■ **EXERCISE DETAILS**
In the listing below, the lines from the first through the one with "mode requires server_cert" are to be copied word for word.

■ **DATA FOR THIS EXERCISE**
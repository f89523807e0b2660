use std::path::Path;

use crate::config::Config;
use crate::error::{Result, ServerError};

/// Startup validation of an assembled configuration. Failures here are
/// fatal: the daemon exits instead of running with a broken setup.
pub fn validate_config(cfg: &Config) -> Result<()> {
    if !cfg.insecure_mode_enabled && !cfg.secure_mode_enabled && !cfg.udp_server_enabled {
        return Err(ServerError::Config("all listeners are disabled".into()));
    }

    if cfg.secure_mode_enabled {
        let Some(tls) = &cfg.tls else {
            return Err(ServerError::Config(
                "secure mode requires server_cert and ca_cert".into(),
            ));
        };
        require_file("server_cert", &tls.cert_bundle)?;
        require_file("ca_cert", &tls.ca_cert)?;
    }

    if let Some(dir) = &cfg.working_dir {
        if !dir.is_dir() {
            return Err(ServerError::Config(format!(
                "working_dir is not an existing directory: {}",
                dir.display()
            )));
        }
    }

    Ok(())
}

fn require_file(key: &str, path: &Path) -> Result<()> {
    if !path.is_file() {
        return Err(ServerError::Config(format!("{key} file not found: {}", path.display())));
    }
    Ok(())
}
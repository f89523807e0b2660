pub mod acceptor;
pub mod admission;

pub use acceptor::build_tls_acceptor;
pub use admission::{admit, peer_common_name, AdmissionError};
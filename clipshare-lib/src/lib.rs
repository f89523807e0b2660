#![forbid(unsafe_code)]

pub mod clipboard;
pub mod config;
pub mod error;
pub mod fsutil;
pub mod logging;
pub mod net;
pub mod proto;
pub mod server;
pub mod tls;

pub use clipboard::{Clipboard, ImageMode, ImageProvider, MemoryClipboard, NoopImageProvider};
pub use config::{load_from_path, Config, TlsConfig};
pub use error::{Result, ServerError};
pub use proto::{INFO_NAME, PROTOCOL_MAX, PROTOCOL_MIN};
pub use server::Server;
pub use tls::build_tls_acceptor;
//! End-to-end protocol exchanges over real loopback connections.

mod helpers;

use std::sync::Arc;

use clipshare_lib::{Clipboard, MemoryClipboard};
use helpers::*;
use tokio::io::{AsyncReadExt, AsyncWriteExt};
use tokio::net::TcpStream;

#[tokio::test]
async fn obsolete_version_gets_status_2_then_fin() {
    let dir = tempfile::tempdir().expect("tempdir");
    let server = start_server(test_config(dir.path()), Arc::new(MemoryClipboard::new()));

    let mut stream = TcpStream::connect(server.plain).await.expect("connect");
    stream.write_u8(0x00).await.expect("send version");
    assert_eq!(stream.read_u8().await.expect("status"), 0x02);
    expect_eof(&mut stream).await;
}

#[tokio::test]
async fn unknown_version_negotiates_down_to_max() {
    let dir = tempfile::tempdir().expect("tempdir");
    let clipboard = Arc::new(MemoryClipboard::new());
    clipboard.set_text("negotiated".into()).expect("preload");
    let server = start_server(test_config(dir.path()), clipboard);

    let mut stream = TcpStream::connect(server.plain).await.expect("connect");
    stream.write_u8(0xFF).await.expect("send version");
    assert_eq!(stream.read_u8().await.expect("status"), 0x03);
    assert_eq!(stream.read_u8().await.expect("server max"), 0x03);
    stream.write_u8(0x03).await.expect("confirm");

    // the session continues at v3
    stream.write_u8(0x01).await.expect("get-text");
    assert_eq!(stream.read_u8().await.expect("status"), STATUS_OK);
    let len = read_i64(&mut stream).await;
    assert_eq!(read_bytes(&mut stream, len as usize).await, b"negotiated");
}

#[tokio::test]
async fn declined_downgrade_closes_the_session() {
    let dir = tempfile::tempdir().expect("tempdir");
    let server = start_server(test_config(dir.path()), Arc::new(MemoryClipboard::new()));

    let mut stream = TcpStream::connect(server.plain).await.expect("connect");
    stream.write_u8(0xFF).await.expect("send version");
    assert_eq!(stream.read_u8().await.expect("status"), 0x03);
    assert_eq!(stream.read_u8().await.expect("server max"), 0x03);
    stream.write_u8(0x02).await.expect("decline");
    expect_eof(&mut stream).await;
}

#[tokio::test]
async fn negotiation_is_idempotent_across_clients() {
    let dir = tempfile::tempdir().expect("tempdir");
    let server = start_server(test_config(dir.path()), Arc::new(MemoryClipboard::new()));

    for _ in 0..3 {
        let mut stream = TcpStream::connect(server.plain).await.expect("connect");
        assert_eq!(negotiate(&mut stream, 2).await, 0x01);
    }
    for _ in 0..3 {
        let mut stream = TcpStream::connect(server.plain).await.expect("connect");
        assert_eq!(negotiate(&mut stream, 0).await, 0x02);
    }
}

#[tokio::test]
async fn info_returns_the_build_name() {
    let dir = tempfile::tempdir().expect("tempdir");
    let server = start_server(test_config(dir.path()), Arc::new(MemoryClipboard::new()));

    let mut stream = TcpStream::connect(server.plain).await.expect("connect");
    assert_eq!(negotiate(&mut stream, 3).await, 0x01);
    stream.write_u8(0x7D).await.expect("info");
    assert_eq!(stream.read_u8().await.expect("status"), STATUS_OK);
    assert_eq!(read_i64(&mut stream).await, 9);
    assert_eq!(read_bytes(&mut stream, 9).await, b"clipshare");
}

#[tokio::test]
async fn get_text_on_an_empty_clipboard_replies_no_data() {
    let dir = tempfile::tempdir().expect("tempdir");
    let server = start_server(test_config(dir.path()), Arc::new(MemoryClipboard::new()));

    let mut stream = TcpStream::connect(server.plain).await.expect("connect");
    assert_eq!(negotiate(&mut stream, 1).await, 0x01);
    stream.write_u8(0x01).await.expect("get-text");
    assert_eq!(stream.read_u8().await.expect("status"), STATUS_NO_DATA);
    expect_eof(&mut stream).await;
}

#[tokio::test]
async fn unknown_method_replies_status_3() {
    let dir = tempfile::tempdir().expect("tempdir");
    let server = start_server(test_config(dir.path()), Arc::new(MemoryClipboard::new()));

    let mut stream = TcpStream::connect(server.plain).await.expect("connect");
    assert_eq!(negotiate(&mut stream, 3).await, 0x01);
    stream.write_u8(42).await.expect("bogus method");
    assert_eq!(stream.read_u8().await.expect("status"), 0x03);
    expect_eof(&mut stream).await;
}

#[tokio::test]
async fn disabled_method_replies_status_4() {
    let dir = tempfile::tempdir().expect("tempdir");
    let mut config = test_config(dir.path());
    config.methods.get_text = false;
    let server = start_server(config, Arc::new(MemoryClipboard::new()));

    let mut stream = TcpStream::connect(server.plain).await.expect("connect");
    assert_eq!(negotiate(&mut stream, 1).await, 0x01);
    stream.write_u8(0x01).await.expect("get-text");
    assert_eq!(stream.read_u8().await.expect("status"), 0x04);
    expect_eof(&mut stream).await;
}

#[tokio::test]
async fn v3_only_methods_are_unknown_to_v1() {
    let dir = tempfile::tempdir().expect("tempdir");
    let server = start_server(test_config(dir.path()), Arc::new(MemoryClipboard::new()));

    let mut stream = TcpStream::connect(server.plain).await.expect("connect");
    assert_eq!(negotiate(&mut stream, 1).await, 0x01);
    stream.write_u8(0x07).await.expect("get-screenshot");
    assert_eq!(stream.read_u8().await.expect("status"), 0x03);
    expect_eof(&mut stream).await;
}

#[tokio::test]
async fn send_text_round_trips_through_get_text() {
    let dir = tempfile::tempdir().expect("tempdir");
    let server = start_server(test_config(dir.path()), Arc::new(MemoryClipboard::new()));

    let payload = b"shared across hosts\n";
    let mut stream = TcpStream::connect(server.plain).await.expect("connect");
    assert_eq!(negotiate(&mut stream, 3).await, 0x01);
    stream.write_u8(0x02).await.expect("send-text");
    assert_eq!(stream.read_u8().await.expect("status"), STATUS_OK);
    write_i64(&mut stream, payload.len() as i64).await;
    stream.write_all(payload).await.expect("payload");
    expect_eof(&mut stream).await;

    let mut stream = TcpStream::connect(server.plain).await.expect("connect");
    assert_eq!(negotiate(&mut stream, 3).await, 0x01);
    stream.write_u8(0x01).await.expect("get-text");
    assert_eq!(stream.read_u8().await.expect("status"), STATUS_OK);
    let len = read_i64(&mut stream).await;
    assert_eq!(read_bytes(&mut stream, len as usize).await, payload);
}

#[tokio::test]
async fn send_text_rejects_zero_length() {
    let dir = tempfile::tempdir().expect("tempdir");
    let server = start_server(test_config(dir.path()), Arc::new(MemoryClipboard::new()));

    let mut stream = TcpStream::connect(server.plain).await.expect("connect");
    assert_eq!(negotiate(&mut stream, 3).await, 0x01);
    stream.write_u8(0x02).await.expect("send-text");
    assert_eq!(stream.read_u8().await.expect("status"), STATUS_OK);
    write_i64(&mut stream, 0).await;
    expect_eof(&mut stream).await;
    assert_eq!(server.clipboard.get_text().expect("clipboard"), None);
}

#[tokio::test]
async fn send_text_length_boundary() {
    let dir = tempfile::tempdir().expect("tempdir");
    let mut config = test_config(dir.path());
    config.max_text_length = 8;
    let server = start_server(config, Arc::new(MemoryClipboard::new()));

    // exactly max_text_length is accepted
    let mut stream = TcpStream::connect(server.plain).await.expect("connect");
    assert_eq!(negotiate(&mut stream, 3).await, 0x01);
    stream.write_u8(0x02).await.expect("send-text");
    assert_eq!(stream.read_u8().await.expect("status"), STATUS_OK);
    write_i64(&mut stream, 8).await;
    stream.write_all(b"12345678").await.expect("payload");
    expect_eof(&mut stream).await;
    settle().await;
    assert_eq!(server.clipboard.get_text().expect("clipboard").as_deref(), Some("12345678"));

    // one more byte is rejected
    let mut stream = TcpStream::connect(server.plain).await.expect("connect");
    assert_eq!(negotiate(&mut stream, 3).await, 0x01);
    stream.write_u8(0x02).await.expect("send-text");
    assert_eq!(stream.read_u8().await.expect("status"), STATUS_OK);
    write_i64(&mut stream, 9).await;
    expect_eof(&mut stream).await;
    assert_eq!(server.clipboard.get_text().expect("clipboard").as_deref(), Some("12345678"));
}

#[tokio::test]
async fn send_text_rejects_control_bytes_and_bad_utf8() {
    let dir = tempfile::tempdir().expect("tempdir");
    let server = start_server(test_config(dir.path()), Arc::new(MemoryClipboard::new()));

    for payload in [&b"ab\x01cd"[..], &[0x61, 0xFF, 0xFE, 0x62][..]] {
        let mut stream = TcpStream::connect(server.plain).await.expect("connect");
        assert_eq!(negotiate(&mut stream, 3).await, 0x01);
        stream.write_u8(0x02).await.expect("send-text");
        assert_eq!(stream.read_u8().await.expect("status"), STATUS_OK);
        write_i64(&mut stream, payload.len() as i64).await;
        stream.write_all(payload).await.expect("payload");
        expect_eof(&mut stream).await;
        assert_eq!(server.clipboard.get_text().expect("clipboard"), None);
    }

    // tab, CR and LF are the permitted controls
    let mut stream = TcpStream::connect(server.plain).await.expect("connect");
    assert_eq!(negotiate(&mut stream, 3).await, 0x01);
    stream.write_u8(0x02).await.expect("send-text");
    assert_eq!(stream.read_u8().await.expect("status"), STATUS_OK);
    write_i64(&mut stream, 5).await;
    stream.write_all(b"a\tb\nc").await.expect("payload");
    expect_eof(&mut stream).await;
    settle().await;
    assert_eq!(server.clipboard.get_text().expect("clipboard").as_deref(), Some("a\tb\nc"));
}

#[tokio::test]
async fn get_text_too_large_for_the_limit_replies_no_data() {
    let dir = tempfile::tempdir().expect("tempdir");
    let mut config = test_config(dir.path());
    config.max_text_length = 4;
    let clipboard = Arc::new(MemoryClipboard::new());
    clipboard.set_text("way too long".into()).expect("preload");
    let server = start_server(config, clipboard);

    let mut stream = TcpStream::connect(server.plain).await.expect("connect");
    assert_eq!(negotiate(&mut stream, 1).await, 0x01);
    stream.write_u8(0x01).await.expect("get-text");
    assert_eq!(stream.read_u8().await.expect("status"), STATUS_NO_DATA);
    expect_eof(&mut stream).await;
}

#[tokio::test]
async fn crlf_text_is_normalised_to_lf_on_the_wire() {
    let dir = tempfile::tempdir().expect("tempdir");
    let clipboard = Arc::new(MemoryClipboard::new());
    clipboard.set_text("one\r\ntwo\r\n".into()).expect("preload");
    let server = start_server(test_config(dir.path()), clipboard);

    let mut stream = TcpStream::connect(server.plain).await.expect("connect");
    assert_eq!(negotiate(&mut stream, 2).await, 0x01);
    stream.write_u8(0x01).await.expect("get-text");
    assert_eq!(stream.read_u8().await.expect("status"), STATUS_OK);
    let len = read_i64(&mut stream).await;
    assert_eq!(read_bytes(&mut stream, len as usize).await, b"one\ntwo\n");
}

■ **ANSWER AREA**
repository f89523807e0b2660
use std::path::Path;

use crate::config::Config;
use crate::error::{Result, ServerError};

/// Startup validation of an assembled configuration. Failures here are
/// fatal: the daemon exits instead of running with a broken setup.
pub fn validate_config(cfg: &Config) -> Result<()> {
    if !cfg.insecure_mode_enabled && !cfg.secure_mode_enabled && !cfg.udp_server_enabled {
        return Err(ServerError::Config("all listeners are disabled".into()));
    }

    if cfg.secure_mode_enabled {
        let Some(tls) = &cfg.tls else {
            return Err(ServerError::Config(
                "secure mode requires server_cert and ca_cert".into(),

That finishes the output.